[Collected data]

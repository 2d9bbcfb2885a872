//! Source dataset: the categories, customizations and menu items a run seeds.
//!
//! The dataset is plain JSON with three top-level arrays. A sample food menu is
//! compiled into the crate and available through [`Dataset::bundled`].
//!
//! [`Dataset::validate`] checks every cross-entity reference up front, so a
//! dataset that could never seed cleanly is rejected before anything is purged.

use std::collections::HashSet;
use std::fmt;
use std::path::Path;

use serde::{Deserialize, Serialize};
use tracing::{debug, error, info};

const BUNDLED_DATASET: &str = include_str!("../data/menu.json");

#[derive(Debug, Clone, PartialEq, Serialize, Deserialize)]
pub struct Category {
    pub name: String,
    pub description: String,
}

/// What a customization changes about a menu item.
#[derive(Debug, Clone, Copy, PartialEq, Eq, Serialize, Deserialize)]
#[serde(rename_all = "lowercase")]
pub enum CustomizationKind {
    Topping,
    Side,
    Size,
    Crust,
    /// Anything the storefront has no dedicated grouping for.
    #[serde(other)]
    Other,
}

#[derive(Debug, Clone, PartialEq, Serialize, Deserialize)]
pub struct Customization {
    pub name: String,
    pub price: f64,
    #[serde(rename = "type")]
    pub kind: CustomizationKind,
}

#[derive(Debug, Clone, PartialEq, Serialize, Deserialize)]
pub struct MenuItem {
    pub name: String,
    pub description: String,
    /// Source reference of the image; re-hosted in the blob store during seeding.
    pub image_url: String,
    pub price: f64,
    pub rating: f64,
    pub calories: u32,
    pub protein: f64,
    pub category_name: String,
    /// Names of the customizations this item offers, in display order.
    #[serde(default)]
    pub customizations: Vec<String>,
}

#[derive(Debug, Clone, PartialEq, Serialize, Deserialize)]
pub struct Dataset {
    pub categories: Vec<Category>,
    pub customizations: Vec<Customization>,
    pub menu: Vec<MenuItem>,
}

#[derive(Debug, thiserror::Error)]
pub enum DatasetError {
    #[error("failed to read dataset {path}: {source}")]
    Io {
        path: String,
        #[source]
        source: std::io::Error,
    },

    #[error("failed to parse dataset JSON: {0}")]
    Parse(#[from] serde_json::Error),

    #[error("dataset is invalid:\n{}", format_problems(.0))]
    Invalid(Vec<Problem>),
}

/// A single integrity problem found by [`Dataset::validate`].
#[derive(Debug, Clone, PartialEq)]
pub enum Problem {
    DuplicateName { entity: &'static str, name: String },
    UnknownCategory { item: String, category: String },
    UnknownCustomization { item: String, customization: String },
    RepeatedCustomization { item: String, customization: String },
    NegativeValue { entity: &'static str, name: String, field: &'static str },
    RatingOutOfRange { item: String, rating: f64 },
    MissingImage { item: String },
}

impl fmt::Display for Problem {
    fn fmt(&self, f: &mut fmt::Formatter<'_>) -> fmt::Result {
        match self {
            Problem::DuplicateName { entity, name } => {
                write!(f, "duplicate {entity} name {name:?}")
            }
            Problem::UnknownCategory { item, category } => {
                write!(f, "menu item {item:?} references unresolved category {category:?}")
            }
            Problem::UnknownCustomization {
                item,
                customization,
            } => write!(
                f,
                "menu item {item:?} references unresolved customization {customization:?}"
            ),
            Problem::RepeatedCustomization {
                item,
                customization,
            } => write!(
                f,
                "menu item {item:?} lists customization {customization:?} more than once"
            ),
            Problem::NegativeValue {
                entity,
                name,
                field,
            } => write!(f, "{entity} {name:?} has a negative {field}"),
            Problem::RatingOutOfRange { item, rating } => {
                write!(f, "menu item {item:?} has rating {rating} outside 1..=5")
            }
            Problem::MissingImage { item } => write!(f, "menu item {item:?} has no image_url"),
        }
    }
}

fn format_problems(problems: &[Problem]) -> String {
    problems
        .iter()
        .map(|p| format!("  - {p}"))
        .collect::<Vec<_>>()
        .join("\n")
}

impl Dataset {
    pub fn from_json(json: &str) -> Result<Self, DatasetError> {
        Ok(serde_json::from_str(json)?)
    }

    pub fn from_path<P: AsRef<Path>>(path: P) -> Result<Self, DatasetError> {
        let path = path.as_ref();
        info!(dataset_path = ?path, "Loading dataset from file");
        let content = std::fs::read_to_string(path).map_err(|e| {
            error!(error = ?e, dataset_path = ?path, "Failed to read dataset file");
            DatasetError::Io {
                path: path.display().to_string(),
                source: e,
            }
        })?;
        let dataset = Self::from_json(&content)?;
        dataset.trace_loaded();
        Ok(dataset)
    }

    /// The sample storefront menu shipped with the crate.
    pub fn bundled() -> Result<Self, DatasetError> {
        let dataset = Self::from_json(BUNDLED_DATASET)?;
        dataset.trace_loaded();
        Ok(dataset)
    }

    pub fn trace_loaded(&self) {
        info!(
            categories = self.categories.len(),
            customizations = self.customizations.len(),
            menu_items = self.menu.len(),
            links = self.link_count(),
            "Loaded Dataset"
        );
    }

    /// Number of menu item → customization links a run creates.
    pub fn link_count(&self) -> usize {
        self.menu.iter().map(|m| m.customizations.len()).sum()
    }

    /// Checks names, references and value ranges. Collects every problem instead of stopping at the first.
    pub fn validate(&self) -> Result<(), DatasetError> {
        let mut problems = Vec::new();

        let categories = unique_names(
            "category",
            self.categories.iter().map(|c| c.name.as_str()),
            &mut problems,
        );
        let customizations = unique_names(
            "customization",
            self.customizations.iter().map(|c| c.name.as_str()),
            &mut problems,
        );
        unique_names(
            "menu item",
            self.menu.iter().map(|m| m.name.as_str()),
            &mut problems,
        );

        for cus in &self.customizations {
            if cus.price < 0.0 {
                problems.push(Problem::NegativeValue {
                    entity: "customization",
                    name: cus.name.clone(),
                    field: "price",
                });
            }
        }

        for item in &self.menu {
            if !categories.contains(item.category_name.as_str()) {
                problems.push(Problem::UnknownCategory {
                    item: item.name.clone(),
                    category: item.category_name.clone(),
                });
            }

            let mut seen = HashSet::new();
            for cus_name in &item.customizations {
                if !customizations.contains(cus_name.as_str()) {
                    problems.push(Problem::UnknownCustomization {
                        item: item.name.clone(),
                        customization: cus_name.clone(),
                    });
                }
                if !seen.insert(cus_name.as_str()) {
                    problems.push(Problem::RepeatedCustomization {
                        item: item.name.clone(),
                        customization: cus_name.clone(),
                    });
                }
            }

            for (field, value) in [("price", item.price), ("protein", item.protein)] {
                if value < 0.0 {
                    problems.push(Problem::NegativeValue {
                        entity: "menu item",
                        name: item.name.clone(),
                        field,
                    });
                }
            }
            if !(1.0..=5.0).contains(&item.rating) {
                problems.push(Problem::RatingOutOfRange {
                    item: item.name.clone(),
                    rating: item.rating,
                });
            }
            if item.image_url.trim().is_empty() {
                problems.push(Problem::MissingImage {
                    item: item.name.clone(),
                });
            }
        }

        if problems.is_empty() {
            debug!("Dataset validated without problems");
            Ok(())
        } else {
            error!(problems = problems.len(), "Dataset failed validation");
            Err(DatasetError::Invalid(problems))
        }
    }
}

fn unique_names<'a>(
    entity: &'static str,
    names: impl Iterator<Item = &'a str>,
    problems: &mut Vec<Problem>,
) -> HashSet<&'a str> {
    let mut seen = HashSet::new();
    for name in names {
        if !seen.insert(name) {
            problems.push(Problem::DuplicateName {
                entity,
                name: name.to_string(),
            });
        }
    }
    seen
}
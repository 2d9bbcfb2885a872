//! Entity and link creators.
//!
//! Each creator turns a typed record into the store's field bag, writes it as a
//! new document under a freshly generated id, and hands back the store's id.
//! Serialization to [`Fields`] happens here and nowhere else.

use serde::Serialize;
use tracing::{debug, error};

use crate::config::CollectionIds;
use crate::contract::{DocumentStore, Fields};
use crate::dataset::{Category, Customization, CustomizationKind, MenuItem};
use crate::error::SeedError;
use crate::seed::SeedStage;

/// Stored shape of a menu item: the source record with its image re-hosted
/// and its category resolved to an id.
#[derive(Debug, Serialize)]
struct MenuItemDocument<'a> {
    name: &'a str,
    description: &'a str,
    image_url: &'a str,
    price: f64,
    rating: f64,
    calories: u32,
    protein: f64,
    categories: &'a str,
    /// Required attribute of the menu collection schema; always 1.
    integer: u32,
}

#[derive(Debug, Serialize)]
struct CustomizationDocument<'a> {
    name: &'a str,
    price: f64,
    #[serde(rename = "type")]
    kind: CustomizationKind,
}

/// Join document between one menu item and one customization.
#[derive(Debug, Serialize)]
struct LinkDocument<'a> {
    menu: &'a str,
    customizations: &'a str,
}

pub async fn create_category<D>(
    store: &D,
    collections: &CollectionIds,
    category: &Category,
) -> Result<String, SeedError>
where
    D: DocumentStore + ?Sized,
{
    create_document(
        store,
        SeedStage::Categories,
        &collections.categories,
        &category.name,
        category,
    )
    .await
}

pub async fn create_customization<D>(
    store: &D,
    collections: &CollectionIds,
    customization: &Customization,
) -> Result<String, SeedError>
where
    D: DocumentStore + ?Sized,
{
    let doc = CustomizationDocument {
        name: &customization.name,
        price: customization.price,
        kind: customization.kind,
    };
    create_document(
        store,
        SeedStage::Customizations,
        &collections.customizations,
        &customization.name,
        &doc,
    )
    .await
}

/// `image_url` must already be the re-hosted view URL, and `category_id` the id
/// created for the item's category in this run.
pub async fn create_menu_item<D>(
    store: &D,
    collections: &CollectionIds,
    item: &MenuItem,
    image_url: &str,
    category_id: &str,
) -> Result<String, SeedError>
where
    D: DocumentStore + ?Sized,
{
    let doc = MenuItemDocument {
        name: &item.name,
        description: &item.description,
        image_url,
        price: item.price,
        rating: item.rating,
        calories: item.calories,
        protein: item.protein,
        categories: category_id,
        integer: 1,
    };
    create_document(
        store,
        SeedStage::MenuItems,
        &collections.menu,
        &item.name,
        &doc,
    )
    .await
}

pub async fn create_link<D>(
    store: &D,
    collections: &CollectionIds,
    menu_id: &str,
    customization_id: &str,
) -> Result<String, SeedError>
where
    D: DocumentStore + ?Sized,
{
    let doc = LinkDocument {
        menu: menu_id,
        customizations: customization_id,
    };
    let label = format!("{menu_id}->{customization_id}");
    create_document(
        store,
        SeedStage::Links,
        &collections.menu_customizations,
        &label,
        &doc,
    )
    .await
}

/// Serializes a record into a field bag.
pub fn to_fields<T: Serialize + ?Sized>(record: &T) -> Result<Fields, serde_json::Error> {
    match serde_json::to_value(record)? {
        serde_json::Value::Object(map) => Ok(map),
        other => Err(serde::ser::Error::custom(format!(
            "expected a JSON object, got {other}"
        ))),
    }
}

async fn create_document<D, T>(
    store: &D,
    stage: SeedStage,
    collection: &str,
    name: &str,
    record: &T,
) -> Result<String, SeedError>
where
    D: DocumentStore + ?Sized,
    T: Serialize + ?Sized,
{
    let fields = to_fields(record).map_err(|e| SeedError::Encode {
        collection: collection.to_string(),
        name: name.to_string(),
        source: e,
    })?;
    let id = crate::new_id();
    match store.create_document(collection, &id, fields).await {
        Ok(doc) => {
            debug!(stage = %stage, collection = %collection, name = %name, id = %doc.id, "[SEED] Created document");
            Ok(doc.id)
        }
        Err(e) => {
            error!(
                stage = %stage,
                collection = %collection,
                name = %name,
                error = %e,
                "[SEED][ERROR] Error creating document in collection"
            );
            Err(SeedError::Create {
                stage,
                collection: collection.to_string(),
                name: name.to_string(),
                source: e,
            })
        }
    }
}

● What you will do: The stretch of entries above that starts with the line containing "String, category: String" and goes on through the line containing "references unresolved customization" is to be transcribed exactly, and no other line is to be transcribed.

● Exercise output:
    UnknownCategory { item: String, category: String },
    UnknownCustomization { item: String, customization: String },
    RepeatedCustomization { item: String, customization: String },
    NegativeValue { entity: &'static str, name: String, field: &'static str },
    RatingOutOfRange { item: String, rating: f64 },
    MissingImage { item: String },
}

impl fmt::Display for Problem {
    fn fmt(&self, f: &mut fmt::Formatter<'_>) -> fmt::Result {
        match self {
            Problem::DuplicateName { entity, name } => {
                write!(f, "duplicate {entity} name {name:?}")
            }
            Problem::UnknownCategory { item, category } => {
                write!(f, "menu item {item:?} references unresolved category {category:?}")
            }
            Problem::UnknownCustomization {
                item,
                customization,
            } => write!(
                f,
                "menu item {item:?} references unresolved customization {customization:?}"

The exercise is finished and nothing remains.